Figure 2.

Cleavage and transpeptidation site-specificity of murine (m)CatD. A: BDC-2.5 T-cell responses to in vitro reactions (pH 4.0–5.5) of 2.5HIP precursor peptides (insulin 2 C-peptide and WQ6) (see Table 1) incubated for 2 h in the presence and absence of mCatD. B: BDC-2.5 T-cell responses to precursor peptides incubated in the presence of mCatD (pH 4.0) for 0, 1, 2, 24, 48, and 72 h. Results from A and B are the mean ± SEM from three independent experiments. Data were normalized to the maximal IFN-γ signal for each experiment.

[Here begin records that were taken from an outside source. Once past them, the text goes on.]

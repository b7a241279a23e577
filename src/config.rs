// Конфигурация ядра сигналинга.
// Собирается один раз при старте сервиса и передаётся вниз явно,
// никаких глобальных настроек.

use serde::{Deserialize, Serialize};
use std::time::Duration;

/// Алфавит кодов сессий: URL-safe, без похожих символов (0/O, 1/I)
pub const CODE_ALPHABET: &str = "23456789ABCDEFGHJKLMNPQRSTUVWXYZ";

/// Конфигурация ICE сервера
#[derive(Serialize, Deserialize, Debug, Clone)]
pub struct IceServerConfig {
    pub id: String,
    pub r#type: String, // 'stun' or 'turn'
    pub url: String,
    pub username: Option<String>,
    pub credential: Option<String>,
}

#[derive(Debug, Clone, Deserialize)]
#[serde(default)]
pub struct SignalingConfig {
    /// Длина выдаваемого кода сессии
    pub code_length: usize,
    /// Время жизни невостребованного кода
    pub code_ttl: Duration,
    /// Сколько случайных попыток генерации до RegistryExhausted
    pub max_issue_attempts: usize,
    /// Период фоновой чистки реестра
    pub sweep_interval: Duration,
    /// Общий дедлайн на весь handshake
    pub handshake_timeout: Duration,
    /// Таймаут одной попытки проверки достижимости
    pub attempt_timeout: Duration,
    /// Потолок попыток соединения
    pub max_connect_attempts: u32,
    /// Базовая задержка между попытками (удваивается)
    pub connect_backoff: Duration,
    /// Окно первичного сбора кандидатов перед отправкой bundle
    pub candidate_window: Duration,
    /// ICE серверы; при пустом списке берутся дефолтные STUN
    pub ice_servers: Vec<IceServerConfig>,
    /// Хост, на который указывает share-ссылка
    pub share_host: String,
}

impl Default for SignalingConfig {
    fn default() -> Self {
        Self {
            code_length: 4,
            code_ttl: Duration::from_secs(10 * 60),
            max_issue_attempts: 32,
            sweep_interval: Duration::from_secs(30),
            handshake_timeout: Duration::from_secs(60),
            attempt_timeout: Duration::from_secs(10),
            max_connect_attempts: 5,
            connect_backoff: Duration::from_millis(250),
            candidate_window: Duration::from_secs(2),
            ice_servers: Vec::new(),
            share_host: "zippy-two.vercel.app".into(),
        }
    }
}

impl SignalingConfig {
    /// Дефолтные публичные STUN серверы
    pub fn default_ice_servers() -> Vec<IceServerConfig> {
        vec![
            IceServerConfig {
                id: "default-stun".into(),
                r#type: "stun".into(),
                url: "stun:stun.l.google.com:19302".into(),
                username: None,
                credential: None,
            },
            IceServerConfig {
                id: "default-stun-1".into(),
                r#type: "stun".into(),
                url: "stun:stun1.l.google.com:19302".into(),
                username: None,
                credential: None,
            },
        ]
    }

    pub fn ice_servers_or_default(&self) -> Vec<IceServerConfig> {
        if self.ice_servers.is_empty() {
            Self::default_ice_servers()
        } else {
            self.ice_servers.clone()
        }
    }
}

#[cfg(test)]
mod tests {
    use super::*;

    #[test]
    fn alphabet_has_no_ambiguous_chars() {
        for c in ['0', 'O', '1', 'I', 'l'] {
            assert!(!CODE_ALPHABET.contains(c));
        }
    }

    #[test]
    fn empty_ice_list_falls_back_to_stun() {
        let cfg = SignalingConfig::default();
        let servers = cfg.ice_servers_or_default();
        assert!(!servers.is_empty());
        assert!(servers.iter().all(|s| s.r#type == "stun"));
    }
}
pub mod codec;
pub mod memory;
pub mod transport;
pub mod types;
pub mod webrtc;

pub use transport::{EstablishedChannel, PeerTransport, TransportError};
pub use types::{
    ConnectionBundle, DescriptionKind, DescriptionPayload, IceCandidate, PeerHello, PeerRole,
};
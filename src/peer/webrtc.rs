use crate::config::SignalingConfig;
use crate::peer::transport::{EstablishedChannel, PeerTransport, TransportError};
use crate::peer::types::{
    ConnectionBundle, DescriptionKind, DescriptionPayload, IceCandidate, PeerRole,
};
use crate::utils::{add_ice_url_scheme, random_id};
use async_trait::async_trait;
use bytes::Bytes;
use std::sync::atomic::{AtomicBool, Ordering};
use std::sync::{Arc, Mutex};
use std::time::Duration;
use tokio::sync::{mpsc, watch, Notify};
use tokio::time::sleep;
use tracing::{debug, trace, warn};
use webrtc::api::APIBuilder;
use webrtc::data_channel::data_channel_init::RTCDataChannelInit;
use webrtc::data_channel::data_channel_message::DataChannelMessage;
use webrtc::data_channel::RTCDataChannel;
use webrtc::ice_transport::ice_candidate::{RTCIceCandidate, RTCIceCandidateInit};
use webrtc::ice_transport::ice_server::RTCIceServer;
use webrtc::peer_connection::configuration::RTCConfiguration;
use webrtc::peer_connection::peer_connection_state::RTCPeerConnectionState;
use webrtc::peer_connection::policy::bundle_policy::RTCBundlePolicy;
use webrtc::peer_connection::policy::rtcp_mux_policy::RTCRtcpMuxPolicy;
use webrtc::peer_connection::sdp::session_description::RTCSessionDescription;
use webrtc::peer_connection::RTCPeerConnection;

const DATA_CHANNEL_LABEL: &str = "zippy-data";

fn setup_err(err: impl std::fmt::Display) -> TransportError {
    TransportError::Setup(err.to_string())
}

/// Транспорт поверх RTCPeerConnection: trickle ICE, отложенные
/// кандидаты до remote description, data channel как байтовый линк
pub struct WebrtcTransport {
    role: PeerRole,
    pc: Arc<RTCPeerConnection>,
    candidate_window: Duration,
    /// id соединения; у ответа — наследуется из оффера
    connection_id: Mutex<String>,
    state_rx: watch::Receiver<RTCPeerConnectionState>,
    dc_slot: Arc<Mutex<Option<Arc<RTCDataChannel>>>>,
    dc_open: Arc<AtomicBool>,
    dc_ready: Arc<Notify>,
    inbound_rx: Mutex<Option<mpsc::UnboundedReceiver<Bytes>>>,
    local_candidates: Arc<Mutex<Vec<IceCandidate>>>,
    gathering_complete: Arc<AtomicBool>,
    trickle_rx: Mutex<Option<mpsc::UnboundedReceiver<IceCandidate>>>,
    /// Кандидаты, полученные до установки remote description
    pending_remote: Mutex<Vec<IceCandidate>>,
    remote_set: AtomicBool,
}

impl WebrtcTransport {
    pub async fn new(config: &SignalingConfig, role: PeerRole) -> Result<Self, TransportError> {
        let api = APIBuilder::new().build();
        let pc = Arc::new(
            api.new_peer_connection(Self::rtc_config(config))
                .await
                .map_err(setup_err)?,
        );

        let connection_id = random_id();

        let (state_tx, state_rx) = watch::channel(RTCPeerConnectionState::New);
        pc.on_peer_connection_state_change(Box::new(move |state: RTCPeerConnectionState| {
            trace!(target: "transport", ?state, "peer connection state");
            let _ = state_tx.send(state);
            Box::pin(async {})
        }));

        // сбор локальных кандидатов: снимок для bundle + trickle-поток
        let local_candidates = Arc::new(Mutex::new(Vec::new()));
        let gathering_complete = Arc::new(AtomicBool::new(false));
        let (trickle_tx, trickle_rx) = mpsc::unbounded_channel();
        {
            let local_candidates = local_candidates.clone();
            let gathering_complete = gathering_complete.clone();
            let conn_id = connection_id.clone();
            pc.on_ice_candidate(Box::new(move |cand: Option<RTCIceCandidate>| {
                if let Some(c) = cand {
                    if let Ok(init) = c.to_json() {
                        let candidate = IceCandidate {
                            candidate: init.candidate,
                            sdp_mid: init.sdp_mid,
                            sdp_mline_index: init.sdp_mline_index,
                            connection_id: conn_id.clone(),
                        };
                        local_candidates.lock().unwrap().push(candidate.clone());
                        let _ = trickle_tx.send(candidate);
                    }
                } else {
                    // None означает конец сбора
                    gathering_complete.store(true, Ordering::SeqCst);
                }
                Box::pin(async {})
            }));
        }

        let (inbound_tx, inbound_rx) = mpsc::unbounded_channel();
        let inbound_slot = Arc::new(Mutex::new(Some(inbound_tx)));
        let dc_slot: Arc<Mutex<Option<Arc<RTCDataChannel>>>> = Arc::new(Mutex::new(None));
        let dc_open = Arc::new(AtomicBool::new(false));
        let dc_ready = Arc::new(Notify::new());

        match role {
            PeerRole::Initiator => {
                // инициатор сам открывает data channel
                let dc = pc
                    .create_data_channel(DATA_CHANNEL_LABEL, Some(RTCDataChannelInit::default()))
                    .await
                    .map_err(setup_err)?;
                Self::attach_data_channel(&dc, &inbound_slot, &dc_open, &dc_ready);
                *dc_slot.lock().unwrap() = Some(dc);
            }
            PeerRole::Responder => {
                let dc_slot = dc_slot.clone();
                let inbound_slot = inbound_slot.clone();
                let dc_open = dc_open.clone();
                let dc_ready = dc_ready.clone();
                pc.on_data_channel(Box::new(move |dc: Arc<RTCDataChannel>| {
                    debug!(target: "transport", label = %dc.label(), "data channel announced");
                    Self::attach_data_channel(&dc, &inbound_slot, &dc_open, &dc_ready);
                    *dc_slot.lock().unwrap() = Some(dc);
                    Box::pin(async {})
                }));
            }
        }

        Ok(Self {
            role,
            pc,
            candidate_window: config.candidate_window,
            connection_id: Mutex::new(connection_id),
            state_rx,
            dc_slot,
            dc_open,
            dc_ready,
            inbound_rx: Mutex::new(Some(inbound_rx)),
            local_candidates,
            gathering_complete,
            trickle_rx: Mutex::new(Some(trickle_rx)),
            pending_remote: Mutex::new(Vec::new()),
            remote_set: AtomicBool::new(false),
        })
    }

    fn rtc_config(config: &SignalingConfig) -> RTCConfiguration {
        let ice_servers = config
            .ice_servers_or_default()
            .into_iter()
            .map(|server| {
                let url = add_ice_url_scheme(&server);
                RTCIceServer {
                    urls: vec![url],
                    username: server.username.unwrap_or_default(),
                    credential: server.credential.unwrap_or_default(),
                }
            })
            .collect();

        RTCConfiguration {
            ice_servers,
            ice_candidate_pool_size: 10,
            bundle_policy: RTCBundlePolicy::MaxBundle,
            rtcp_mux_policy: RTCRtcpMuxPolicy::Require,
            ..Default::default()
        }
    }

    fn attach_data_channel(
        dc: &Arc<RTCDataChannel>,
        inbound: &Arc<Mutex<Option<mpsc::UnboundedSender<Bytes>>>>,
        open: &Arc<AtomicBool>,
        ready: &Arc<Notify>,
    ) {
        {
            let open = open.clone();
            let ready = ready.clone();
            dc.on_open(Box::new(move || {
                open.store(true, Ordering::SeqCst);
                ready.notify_waiters();
                Box::pin(async {})
            }));
        }
        {
            let inbound = inbound.clone();
            dc.on_message(Box::new(move |msg: DataChannelMessage| {
                if let Some(tx) = inbound.lock().unwrap().as_ref() {
                    let _ = tx.send(msg.data);
                }
                Box::pin(async {})
            }));
        }
        {
            let inbound = inbound.clone();
            let open = open.clone();
            dc.on_close(Box::new(move || {
                open.store(false, Ordering::SeqCst);
                // конец входящего потока для хэндла
                inbound.lock().unwrap().take();
                Box::pin(async {})
            }));
        }
    }

    /// Окно первичного сбора: bundle уходит с тем, что успело собраться,
    /// остальное дойдёт trickle-ом
    async fn wait_for_candidates(&self, window: Duration) {
        let start = tokio::time::Instant::now();
        while !self.gathering_complete.load(Ordering::SeqCst) && start.elapsed() < window {
            sleep(Duration::from_millis(100)).await;
        }
        debug!(
            target: "transport",
            count = self.local_candidates.lock().unwrap().len(),
            complete = self.gathering_complete.load(Ordering::SeqCst),
            "initial candidate window elapsed"
        );
    }

    fn build_channel(&self) -> Result<EstablishedChannel, TransportError> {
        let dc = self
            .dc_slot
            .lock()
            .unwrap()
            .clone()
            .ok_or_else(|| TransportError::Setup("data channel missing".into()))?;
        // канал отдаётся один раз
        let inbound = self
            .inbound_rx
            .lock()
            .unwrap()
            .take()
            .ok_or(TransportError::Closed)?;

        let (outbound_tx, mut outbound_rx) = mpsc::unbounded_channel::<Bytes>();
        {
            let dc = dc.clone();
            tokio::spawn(async move {
                while let Some(data) = outbound_rx.recv().await {
                    if dc.send(&data).await.is_err() {
                        break;
                    }
                }
            });
        }

        let shutdown = Arc::new(Notify::new());
        {
            let shutdown = shutdown.clone();
            let pc = self.pc.clone();
            let dc = dc.clone();
            tokio::spawn(async move {
                shutdown.notified().await;
                let _ = dc.close().await;
                let _ = pc.close().await;
            });
        }

        Ok(EstablishedChannel {
            outbound: outbound_tx,
            inbound,
            shutdown,
        })
    }
}

#[async_trait]
impl PeerTransport for WebrtcTransport {
    fn role(&self) -> PeerRole {
        self.role
    }

    async fn create_local_description(&self) -> Result<ConnectionBundle, TransportError> {
        match self.role {
            PeerRole::Initiator => {
                let offer = self.pc.create_offer(None).await.map_err(setup_err)?;
                self.pc.set_local_description(offer).await.map_err(setup_err)?;
            }
            PeerRole::Responder => {
                // ответ можно строить только после оффера
                if self.pc.remote_description().await.is_none() {
                    return Err(TransportError::Setup(
                        "answer requested before remote offer".into(),
                    ));
                }
                let answer = self.pc.create_answer(None).await.map_err(setup_err)?;
                self.pc
                    .set_local_description(answer)
                    .await
                    .map_err(setup_err)?;
            }
        }

        self.wait_for_candidates(self.candidate_window).await;

        let local = self
            .pc
            .local_description()
            .await
            .ok_or_else(|| TransportError::Setup("no local description".into()))?;
        let kind = match self.role {
            PeerRole::Initiator => DescriptionKind::Offer,
            PeerRole::Responder => DescriptionKind::Answer,
        };
        Ok(ConnectionBundle {
            description: DescriptionPayload {
                kind,
                sdp: local.sdp,
                id: self.connection_id.lock().unwrap().clone(),
                ts: chrono::Utc::now().timestamp(),
            },
            candidates: self.local_candidates.lock().unwrap().clone(),
        })
    }

    async fn apply_remote_description(
        &self,
        description: DescriptionPayload,
    ) -> Result<(), TransportError> {
        let remote = match description.kind {
            DescriptionKind::Offer => RTCSessionDescription::offer(description.sdp),
            DescriptionKind::Answer => RTCSessionDescription::answer(description.sdp),
        }
        .map_err(setup_err)?;
        self.pc
            .set_remote_description(remote)
            .await
            .map_err(setup_err)?;

        if self.role == PeerRole::Responder {
            // ответ наследует id соединения из оффера
            *self.connection_id.lock().unwrap() = description.id;
        }
        self.remote_set.store(true, Ordering::SeqCst);

        // применяем всё, что накопилось до remote description
        let pending: Vec<IceCandidate> = {
            let mut queue = self.pending_remote.lock().unwrap();
            queue.drain(..).collect()
        };
        for candidate in pending {
            if let Err(err) = self.add_remote_candidate(candidate).await {
                warn!(target: "transport", error = %err, "failed to apply pending candidate");
            }
        }
        Ok(())
    }

    async fn add_remote_candidate(&self, candidate: IceCandidate) -> Result<(), TransportError> {
        if !self.remote_set.load(Ordering::SeqCst) {
            // remote description ещё не установлен — откладываем
            self.pending_remote.lock().unwrap().push(candidate);
            return Ok(());
        }
        let init = RTCIceCandidateInit {
            candidate: candidate.candidate,
            sdp_mid: candidate.sdp_mid,
            sdp_mline_index: candidate.sdp_mline_index,
            username_fragment: None,
        };
        self.pc
            .add_ice_candidate(init)
            .await
            .map_err(|err| TransportError::Ice(err.to_string()))
    }

    async fn take_candidate_stream(&self) -> Option<mpsc::UnboundedReceiver<IceCandidate>> {
        self.trickle_rx.lock().unwrap().take()
    }

    async fn connect(
        &self,
        attempt_timeout: Duration,
    ) -> Result<EstablishedChannel, TransportError> {
        let deadline = sleep(attempt_timeout);
        tokio::pin!(deadline);
        let mut state_rx = self.state_rx.clone();
        loop {
            let state = *state_rx.borrow();
            match state {
                RTCPeerConnectionState::Connected if self.dc_open.load(Ordering::SeqCst) => break,
                RTCPeerConnectionState::Failed | RTCPeerConnectionState::Closed => {
                    return Err(TransportError::Unreachable(format!(
                        "peer connection {state:?}"
                    )));
                }
                _ => {}
            }
            tokio::select! {
                changed = state_rx.changed() => {
                    if changed.is_err() {
                        return Err(TransportError::Closed);
                    }
                }
                _ = self.dc_ready.notified() => {}
                _ = &mut deadline => {
                    return Err(TransportError::Unreachable(
                        "reachability check timed out".into(),
                    ));
                }
            }
        }
        self.build_channel()
    }

    async fn shutdown(&self) {
        let dc = self.dc_slot.lock().unwrap().take();
        if let Some(dc) = dc {
            let _ = dc.close().await;
        }
        let _ = self.pc.close().await;
    }
}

See control experiments in Supplementary Fig. 7B. C: Incubation for 24 h of AspN-digested synthetic 2.5HIP sequence at pH 4.0 in the presence and absence of 75 nmol/L murine CatD. Following AspN digestion, the in vitro formation of 2.5HIP (D) and 2.5HIP-b (E) was validated using the P-VIS protocol (19). Figure shows mirror plots generated during peptide validation. F: Following 24-h treatment of murine C-peptide with variable concentrations of mCatD, the spectral intensities of peptides resulting from cleavages at individual peptide bonds were summarized and graphed.